What it does
This KPI evaluates the visual consistency of packaging within a brand or product range on retail shelves. Specifically, it measures the visual consistency between a designated "critical SKU" and other SKUs within the same brand or range, providing a quantitative basis for assessing brand coherence and packaging alignment.
Case Example: let's say we test a new pack design in our potato range, from brown to red.
What is the consistency to the current range (all the other potato SKUs) and to the brand in total (across both ranges the brand offers)?
Left: The current design has high consistency to the potato range (score: 87) and the brand in total (84)
Right: the new red design has much lower consistency to both the potato range (-17% to 70) as well as the brand (-15% to 69).
Why it matters
Consistent packaging helps build a strong, recognizable brand block on the shelf, which is critical for effective brand activation. However, too much similarity can make it difficult to differentiate products and make navigation within a brand block a tedious task for shoppers. This KPI helps strike the right balance, ensuring a high level of visual consistency that supports brand recognition without compromising the shopper's ability to easily differentiate between products.
How it works
Advanced deep learning models are used to identify all SKUs on a shelf and then measure the visual consistency between the critical SKU and others in the same group. This analysis focuses on ensuring consistency within brand or assortment groups. Adjustments are made to account for bias if the critical SKU is part of the group being evaluated. The output is presented in a tabular format, providing insight into the visual coherence of packaging within each group.
How to achieve great results
- Design packaging elements such as colors, fonts, and imagery to enhance visual harmony across brand or range groups.

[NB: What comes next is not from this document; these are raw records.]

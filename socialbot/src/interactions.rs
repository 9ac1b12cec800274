//! Email interaction aggregation.
//!
//! Lists the messages matching a Gmail query, folds them into one record per
//! sender, and keeps only the senders that appear in the important-contacts
//! list.

use anyhow::{Context, Result};
use chrono::{DateTime, Utc};
use common::ContactList;
use serde::Serialize;
use std::collections::HashMap;
use tracing::{debug, info};

use crate::google::gmail::{MailService, RawMessage};

/// Aggregated exchanges with one sender inside a query window.
#[derive(Debug, Clone, PartialEq, Eq, Serialize)]
pub struct EmailInteraction {
    pub participant: String,
    pub name: String,
    pub priority: u8,
    /// `None` when no message from this sender carried a parsable `Date`.
    pub last_contact: Option<DateTime<Utc>>,
    pub count: usize,
}

impl EmailInteraction {
    fn new(participant: String, last_contact: Option<DateTime<Utc>>) -> Self {
        Self {
            participant,
            name: String::new(),
            priority: 0,
            last_contact,
            count: 1,
        }
    }
}

/// Extract the bare address from a free-form `From` header.
///
/// Handles `Name <email@domain.com>`, `email@domain.com (Name)` and a bare
/// `email@domain.com`, in that order.
pub fn extract_email(from: &str) -> String {
    if let Some(start) = from.find('<') {
        if let Some(len) = from[start..].find('>') {
            return from[start + 1..start + len].trim().to_string();
        }
    }

    if let Some(end) = from.find(" (") {
        return from[..end].trim().to_string();
    }

    from.trim().to_string()
}

/// Parse an RFC 1123 date with a numeric zone (`Mon, 02 Jan 2006 15:04:05 -0700`).
pub fn parse_email_date(date: &str) -> Option<DateTime<Utc>> {
    DateTime::parse_from_str(date.trim(), "%a, %d %b %Y %H:%M:%S %z")
        .ok()
        .map(|dt| dt.with_timezone(&Utc))
}

/// Fold messages into one interaction per sender.
///
/// Messages whose sender extracts to an empty string are skipped. An
/// unparsable date still counts the message but never moves `last_contact`
/// forward.
pub fn aggregate<'a, I>(messages: I) -> Vec<EmailInteraction>
where
    I: IntoIterator<Item = &'a RawMessage>,
{
    let mut interactions: HashMap<String, EmailInteraction> = HashMap::new();

    for message in messages {
        let from = extract_email(&message.from);
        if from.is_empty() {
            debug!(id = %message.id, "skipping message: no From header");
            continue;
        }
        debug!(id = %message.id, from = %from, raw = %message.from, "found email");

        let date = parse_email_date(&message.date);

        match interactions.get_mut(&from) {
            Some(existing) => {
                existing.count += 1;
                if date > existing.last_contact {
                    existing.last_contact = date;
                }
            }
            None => {
                interactions.insert(from.clone(), EmailInteraction::new(from, date));
            }
        }
    }

    interactions.into_values().collect()
}

/// Keep interactions with important contacts, copying their name and priority.
///
/// The result is ordered by priority (highest first), then most recent contact.
pub fn filter_and_enrich(
    interactions: Vec<EmailInteraction>,
    contacts: &ContactList,
) -> Vec<EmailInteraction> {
    let by_email: HashMap<&str, _> = contacts.iter().map(|c| (c.email.as_str(), c)).collect();

    let mut filtered: Vec<EmailInteraction> = interactions
        .into_iter()
        .filter_map(|mut interaction| {
            let contact = by_email.get(interaction.participant.as_str())?;
            interaction.name = contact.name.clone();
            interaction.priority = contact.priority;
            Some(interaction)
        })
        .collect();

    filtered.sort_by(|a, b| {
        b.priority
            .cmp(&a.priority)
            .then_with(|| b.last_contact.cmp(&a.last_contact))
            .then_with(|| a.participant.cmp(&b.participant))
    });
    filtered
}

/// Gmail search query for messages after `since`, optionally limited to one participant.
pub fn interaction_query(participant: Option<&str>, since: DateTime<Utc>) -> String {
    let after = format!("after:{}", since.format("%Y/%m/%d"));
    match participant {
        Some(p) => format!("(from:{p} OR to:{p}) {after}"),
        None => after,
    }
}

/// List, fetch, aggregate and filter the messages matching `query`.
///
/// Per-message fetch failures are logged and skipped; only a failed listing
/// fails the whole collection.
pub async fn collect_interactions(
    mail: &dyn MailService,
    contacts: &ContactList,
    query: &str,
    max_results: u32,
) -> Result<Vec<EmailInteraction>> {
    info!(query = %query, "querying emails");

    let ids = mail
        .list_message_ids(query, max_results)
        .await
        .context("failed to list messages")?;
    info!("found {} total messages", ids.len());

    let mut messages = Vec::with_capacity(ids.len());
    for id in &ids {
        match mail.get_message(id).await {
            Ok(message) => messages.push(message),
            Err(e) => {
                debug!("error getting message {}: {:#}", id, e);
                continue;
            }
        }
    }

    let all = aggregate(&messages);
    let total = all.len();
    let filtered = filter_and_enrich(all, contacts);
    info!(
        "found {} total interactions, filtered to {} important contacts",
        total,
        filtered.len()
    );

    Ok(filtered)
}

- Ensure that key visual cues remain consistent while allowing for differentiation to avoid visual clutter on the shelf.
- Introduce subtle variations in packaging design to maintain brand identity while allowing for easy differentiation between products within the same group.
- Experiment with elements such as graphics, logos, or product placement to strike the right balance between consistency and variety.
AI models used
This KPI uses state-of-the-art deep learning models, which have been trained on a dataset of millions of images. These models transform SKU images into numerical vectors that enable accurate consistency measurements between products. It also includes a specialized deep learning model trained on millions of annotated SKUs from retail shelves. This model excels at identifying and cataloging each SKU from an uploaded shelf image, ensuring detailed and accurate analysis.